Salary: $153,000/year - $242,000/year
Company
hirify.global is The Essential Cloud for AI™ delivering a platform of technology, tools, and teams that enables innovators to build and scale AI with confidence.
What you will do
- Analyze kernel crashes, oopses, and panics across the entire stack.
- Apply networking knowledge to troubleshoot issues with NVIDIA/Mellanox/Broadcom NICs.
- Utilize crash dump analysis to triage issues affecting customer workloads.
- Improve documentation and RCA processes for kernel failures.
- Assist in maintaining kernel builds and CI/CD pipelines to streamline testing.
Requirements
- 5+ years of experience in systems-level development or kernel engineering.
- Broad Kernel Knowledge: Solid grasp of memory management, scheduling, and filesystems.
- Networking Fluency: Proven record troubleshooting RoCE, IB, and RDMA issues.
- Debugging Mastery: Expert capability with standard utilities and a systematic approach to root-cause analysis.

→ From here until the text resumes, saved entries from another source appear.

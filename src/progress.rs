//! Progress reporting for export runs.
//!
//! [`ProgressCallback`] lets callers observe an export as it happens —
//! once when the sampling plan is fixed, and once per written file — without
//! the library committing to any particular console output. The pipeline is
//! fully synchronous, so callbacks fire on the calling thread and there is
//! no cancellation hook.
//!
//! # Example
//!
//! ```no_run
//! use std::sync::Arc;
//!
//! use filmstrip::{
//!     ExportOptions, ProgressCallback, SamplePlan, SavedFrame, sample_frames,
//! };
//!
//! struct PrintProgress;
//!
//! impl ProgressCallback for PrintProgress {
//!     fn on_plan(&self, plan: &SamplePlan) {
//!         println!("sampling {} of {} frames", plan.indices.len(), plan.total_frames);
//!     }
//!
//!     fn on_frame_saved(&self, saved: &SavedFrame) {
//!         println!("saved {}", saved.path.display());
//!     }
//! }
//!
//! let options = ExportOptions::new().with_progress(Arc::new(PrintProgress));
//! let _report = sample_frames("input.mp4", &options)?;
//! # Ok::<(), filmstrip::FilmstripError>(())
//! ```

use crate::export::{SamplePlan, SavedFrame};

/// Observer for export progress.
///
/// All methods have empty default implementations, so an implementor only
/// overrides the events it cares about.
pub trait ProgressCallback: Send + Sync {
    /// Called once per export run, after the source has been opened and the
    /// sample positions computed, before any frame is read.
    fn on_plan(&self, _plan: &SamplePlan) {}

    /// Called once per written image file, after the write succeeded.
    fn on_frame_saved(&self, _saved: &SavedFrame) {}
}

/// A [`ProgressCallback`] that does nothing. The default.
#[derive(Debug, Clone, Copy, Default)]
pub struct NoOpProgress;

impl ProgressCallback for NoOpProgress {}
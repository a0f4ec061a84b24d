//! Horizontal constant-color padding.

use image::{DynamicImage, RgbImage, imageops};

/// Pad `image` with black columns so its width reaches `ratio` × height.
///
/// The target width is `floor(height × ratio)`. When the image is already at
/// least that wide, the input is returned unchanged. Otherwise the missing
/// columns are split between the two sides — the left side receives
/// `pad_total / 2` and the right side absorbs the odd remainder — and the
/// original pixels are preserved at that offset. The height never changes.
///
/// This is a pure function: the output height always equals the input
/// height, and the output width is `max(width, floor(height × ratio))`.
///
/// # Example
///
/// ```
/// use image::{DynamicImage, RgbImage};
/// use filmstrip::pad_to_width_ratio;
///
/// let frame = DynamicImage::ImageRgb8(RgbImage::new(80, 100));
/// let padded = pad_to_width_ratio(&frame, 1.1);
/// assert_eq!((padded.width(), padded.height()), (110, 100));
/// ```
pub fn pad_to_width_ratio(image: &DynamicImage, ratio: f64) -> DynamicImage {
    let width = image.width();
    let height = image.height();
    let target_width = (f64::from(height) * ratio).floor() as u32;

    if target_width <= width {
        // Already wide enough.
        return image.clone();
    }

    let pad_total = target_width - width;
    let pad_left = pad_total / 2;

    log::debug!(
        "Padding {width}x{height} frame to {target_width}x{height} ({pad_left} columns left, {} right)",
        pad_total - pad_left,
    );

    // A fresh RgbImage is zero-filled, i.e. already black.
    let mut canvas = RgbImage::new(target_width, height);
    imageops::replace(&mut canvas, &image.to_rgb8(), i64::from(pad_left), 0);

    DynamicImage::ImageRgb8(canvas)
}
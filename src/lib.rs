//! # filmstrip
//!
//! Sample a fixed number of frames evenly across a video's duration and
//! save them as padded still images.
//!
//! `filmstrip` opens a video file, computes evenly-spaced frame positions
//! over the whole stream, decodes the file sequentially, pads each sampled
//! frame horizontally to a target width-to-height ratio, and writes the
//! results as sequentially numbered JPEG files into a `<basename>_frames`
//! directory next to the input. Decoding is powered by FFmpeg via the
//! [`ffmpeg-next`](https://crates.io/crates/ffmpeg-next) crate; frames are
//! materialized as [`image::DynamicImage`] values.
//!
//! ## Quick Start
//!
//! ```no_run
//! use filmstrip::{ExportOptions, sample_frames};
//!
//! let options = ExportOptions::new().with_frame_count(6).with_width_ratio(1.1);
//! let report = sample_frames("input.mp4", &options)?;
//!
//! println!(
//!     "{} frames saved in {}",
//!     report.saved.len(),
//!     report.plan.output_directory.display(),
//! );
//! # Ok::<(), filmstrip::FilmstripError>(())
//! ```
//!
//! ## Behaviour
//!
//! - The output directory is derived from the input file name (extension
//!   stripped, `_frames` appended) and created before the video is opened;
//!   it is never cleaned up.
//! - Sample positions are spaced evenly across `[0, total_frames - 1]`,
//!   inclusive of both endpoints, with fractional positions truncated.
//! - Output files are named `frame_1.jpg`, `frame_2.jpg`, … by a dense
//!   1-based counter, independent of the source frame positions.
//! - The stream is read strictly sequentially, one frame at a time. A
//!   mid-stream decode failure ends the run with whatever frames were
//!   already saved; only an unopenable source is an error.
//!
//! ## Requirements
//!
//! FFmpeg development libraries must be installed on your system for
//! `ffmpeg-sys-next` to link against.

pub mod error;
pub mod export;
pub mod ffmpeg;
pub mod metadata;
pub mod pad;
pub mod progress;
pub mod reader;
pub mod sample;
pub mod source;
mod utilities;

pub use error::FilmstripError;
pub use export::{
    ExportOptions, ExportReport, SamplePlan, SavedFrame, output_directory_for, sample_frames,
};
pub use ffmpeg::{FfmpegLogLevel, get_ffmpeg_log_level, set_ffmpeg_log_level};
pub use metadata::{MediaMetadata, VideoMetadata};
pub use pad::pad_to_width_ratio;
pub use progress::{NoOpProgress, ProgressCallback};
pub use reader::FrameReader;
pub use sample::sample_indices;
pub use source::VideoSource;
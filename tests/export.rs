//! Exporter integration tests.
//!
//! The end-to-end scenario requires `tests/fixtures/sample_video.mp4` and is
//! skipped when the fixture is absent.

use std::path::Path;

use filmstrip::{ExportOptions, output_directory_for, sample_frames};

// ── Output directory derivation ──────────────────────────────────

#[test]
fn output_directory_next_to_input() {
    assert_eq!(
        output_directory_for(Path::new("/videos/banana_success.mp4")),
        Path::new("/videos/banana_success_frames"),
    );
}

#[test]
fn output_directory_for_bare_file_name() {
    assert_eq!(
        output_directory_for(Path::new("clip.mkv")),
        Path::new("clip_frames"),
    );
}

#[test]
fn output_directory_strips_only_the_final_extension() {
    assert_eq!(
        output_directory_for(Path::new("/tmp/archive.tar.mp4")),
        Path::new("/tmp/archive.tar_frames"),
    );
}

// ── ExportOptions builder ────────────────────────────────────────

#[test]
fn options_defaults() {
    let options = ExportOptions::new();
    let debug = format!("{options:?}");
    assert!(debug.contains("frame_count: 6"));
    assert!(debug.contains("width_ratio: 1.1"));
}

#[test]
fn options_clamp_zero_frame_count() {
    let options = ExportOptions::new().with_frame_count(0);
    let debug = format!("{options:?}");
    assert!(debug.contains("frame_count: 1"));
}

#[test]
fn options_override_defaults() {
    let options = ExportOptions::new()
        .with_frame_count(12)
        .with_width_ratio(2.0);
    let debug = format!("{options:?}");
    assert!(debug.contains("frame_count: 12"));
    assert!(debug.contains("width_ratio: 2.0"));
}

// ── End-to-end ───────────────────────────────────────────────────

#[test]
fn end_to_end_sample_video() {
    let fixture = "tests/fixtures/sample_video.mp4";
    if !Path::new(fixture).exists() {
        return;
    }

    let temporary_directory = tempfile::tempdir().expect("Failed to create temp dir");
    let video_path = temporary_directory.path().join("sample_video.mp4");
    std::fs::copy(fixture, &video_path).expect("Failed to copy fixture");

    let options = ExportOptions::new().with_frame_count(4).with_width_ratio(1.1);
    let report = sample_frames(&video_path, &options).expect("Export failed");

    let output_directory = temporary_directory.path().join("sample_video_frames");
    assert_eq!(report.plan.output_directory, output_directory);
    assert_eq!(report.plan.indices.len(), 4);
    assert!(!report.saved.is_empty(), "Expected at least frame 0 saved");
    assert!(report.saved.len() <= report.plan.indices.len());

    // Filenames form a dense 1-based sequence in write order.
    for (index, saved) in report.saved.iter().enumerate() {
        assert_eq!(saved.ordinal, index as u64 + 1);
        let expected = output_directory.join(format!("frame_{}.jpg", index + 1));
        assert_eq!(saved.path, expected);
        assert!(expected.exists(), "Missing {}", expected.display());

        let image = image::open(&expected).expect("Failed to read output image");
        // Padding guarantees width ≥ floor(1.1 × height); wide sources
        // already satisfy it.
        assert!(f64::from(image.width()) >= (f64::from(image.height()) * 1.1).floor());
    }

    // The directory holds nothing beyond the reported files.
    let entry_count = std::fs::read_dir(&output_directory)
        .expect("Failed to read output directory")
        .count();
    assert_eq!(entry_count, report.saved.len());
}

#[test]
fn rerun_overwrites_in_place() {
    let fixture = "tests/fixtures/sample_video.mp4";
    if !Path::new(fixture).exists() {
        return;
    }

    let temporary_directory = tempfile::tempdir().expect("Failed to create temp dir");
    let video_path = temporary_directory.path().join("sample_video.mp4");
    std::fs::copy(fixture, &video_path).expect("Failed to copy fixture");

    let first = sample_frames(&video_path, &ExportOptions::new().with_frame_count(3))
        .expect("First export failed");
    // Re-running against an existing, populated directory must not fail.
    let second = sample_frames(&video_path, &ExportOptions::new().with_frame_count(3))
        .expect("Second export failed");

    assert_eq!(first.plan.indices, second.plan.indices);
    assert_eq!(first.saved.len(), second.saved.len());
}
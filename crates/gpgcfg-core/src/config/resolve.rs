use std::fmt;
use std::path::{Path, PathBuf};

use serde::Deserialize;

use super::defaults::{default_runtime, parse_human_duration};
use super::types::ToolSettings;
use super::util::expand_tilde;
use crate::error::{GpgCfgError, Result};
use crate::platform::paths;

/// Environment variable that points at a settings file.
pub const CONFIG_ENV_VAR: &str = "GPGCFG_CONFIG";

/// Raw shape of the YAML settings file.
#[derive(Debug, Deserialize)]
#[serde(deny_unknown_fields)]
struct SettingsDocument {
    #[serde(default)]
    gpgconf: Option<String>,
    #[serde(default)]
    homedir: Option<String>,
    #[serde(default)]
    timeout: Option<String>,
    #[serde(default = "default_runtime")]
    runtime: bool,
}

impl SettingsDocument {
    fn resolve(self) -> Result<ToolSettings> {
        let timeout = self
            .timeout
            .as_deref()
            .map(parse_human_duration)
            .transpose()?;
        Ok(ToolSettings {
            gpgconf: non_empty(self.gpgconf).map(|p| expand_tilde(&p)),
            homedir: non_empty(self.homedir).map(|p| expand_tilde(&p)),
            timeout,
            runtime: self.runtime,
        })
    }
}

fn non_empty(value: Option<String>) -> Option<String> {
    value.filter(|v| !v.trim().is_empty())
}

/// Parse settings from YAML text. `origin` is only used in error messages.
pub fn parse_settings(text: &str, origin: &Path) -> Result<ToolSettings> {
    if is_blank_document(text) {
        return Ok(ToolSettings::default());
    }
    let doc: SettingsDocument = serde_yaml::from_str(text)
        .map_err(|e| GpgCfgError::Config(format!("{}: {e}", origin.display())))?;
    doc.resolve()
}

// A file holding nothing but comments is a valid, empty settings file.
fn is_blank_document(text: &str) -> bool {
    text.lines()
        .map(str::trim)
        .all(|line| line.is_empty() || line.starts_with('#') || line == "---")
}

pub fn load_settings(path: &Path) -> Result<ToolSettings> {
    let text = std::fs::read_to_string(path)
        .map_err(|e| GpgCfgError::Config(format!("cannot read {}: {e}", path.display())))?;
    parse_settings(&text, path)
}

/// Where a settings file was found.
#[derive(Debug, Clone, PartialEq, Eq)]
pub enum ConfigSource {
    CliArg(PathBuf),
    EnvVar(PathBuf),
    SearchOrder { path: PathBuf, level: &'static str },
}

impl ConfigSource {
    pub fn path(&self) -> &Path {
        match self {
            ConfigSource::CliArg(p) | ConfigSource::EnvVar(p) => p,
            ConfigSource::SearchOrder { path, .. } => path,
        }
    }
}

impl fmt::Display for ConfigSource {
    fn fmt(&self, f: &mut fmt::Formatter<'_>) -> fmt::Result {
        match self {
            ConfigSource::CliArg(p) => write!(f, "{} (--config)", p.display()),
            ConfigSource::EnvVar(p) => write!(f, "{} ({CONFIG_ENV_VAR})", p.display()),
            ConfigSource::SearchOrder { path, level } => {
                write!(f, "{} ({level})", path.display())
            }
        }
    }
}

/// Candidate settings files, most specific first.
pub fn default_config_search_paths() -> Vec<(PathBuf, &'static str)> {
    let mut paths = vec![(PathBuf::from("gpgcfg.yaml"), "project")];

    if let Some(dir) = paths::user_config_dir() {
        paths.push((dir.join("config.yaml"), "user"));
    }

    #[cfg(windows)]
    {
        let program_data = std::env::var_os("PROGRAMDATA")
            .map(PathBuf::from)
            .unwrap_or_else(|| PathBuf::from(r"C:\ProgramData"));
        paths.push((program_data.join("gpgcfg").join("config.yaml"), "system"));
    }

    #[cfg(not(windows))]
    {
        paths.push((PathBuf::from("/etc/gpgcfg/config.yaml"), "system"));
    }

    paths
}

/// Resolve which settings file to use.
///
/// Priority: CLI arg > `GPGCFG_CONFIG` env var > first existing file from
/// the search paths. Returns `None` if nothing is found.
pub fn resolve_config_path(cli_config: Option<&str>) -> Option<ConfigSource> {
    if let Some(path) = cli_config {
        return Some(ConfigSource::CliArg(PathBuf::from(path)));
    }

    if let Ok(val) = std::env::var(CONFIG_ENV_VAR) {
        if !val.is_empty() {
            return Some(ConfigSource::EnvVar(PathBuf::from(val)));
        }
    }

    default_config_search_paths()
        .into_iter()
        .find(|(path, _)| path.exists())
        .map(|(path, level)| ConfigSource::SearchOrder { path, level })
}

/// Resolve and load settings. No settings file at all means defaults.
pub fn load_resolved(cli_config: Option<&str>) -> Result<(ToolSettings, Option<ConfigSource>)> {
    match resolve_config_path(cli_config) {
        Some(source) => {
            let settings = load_settings(source.path())?;
            Ok((settings, Some(source)))
        }
        None => Ok((ToolSettings::default(), None)),
    }
}

/// A starter settings file.
pub fn minimal_config_template() -> &'static str {
    r#"# gpgcfg settings
# Every key is optional.

# Path to the gpgconf executable (default: looked up in PATH)
# gpgconf: /usr/bin/gpgconf

# GnuPG home directory, passed to gpgconf as --homedir
# homedir: ~/.gnupg

# Give up on a gpgconf run after this long (ms/s/m/h; default: wait forever)
# timeout: 30s

# Apply changes to running components as well (default: true)
# runtime: true
"#
}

- Excellent verbal and written communication skills (ability to explain complex kernel bugs to stakeholders).
- This position requires access to export controlled information. To conform to U.S. Government export regulations applicable to that information, applicant must either be (A) a U.S. person.
Nice to have
- Experience with eBPF for troubleshooting.
- Knowledge of GPU/NVLink architectures.
- Experience working with automated monitoring/alerting systems (Grafana, Jira automation).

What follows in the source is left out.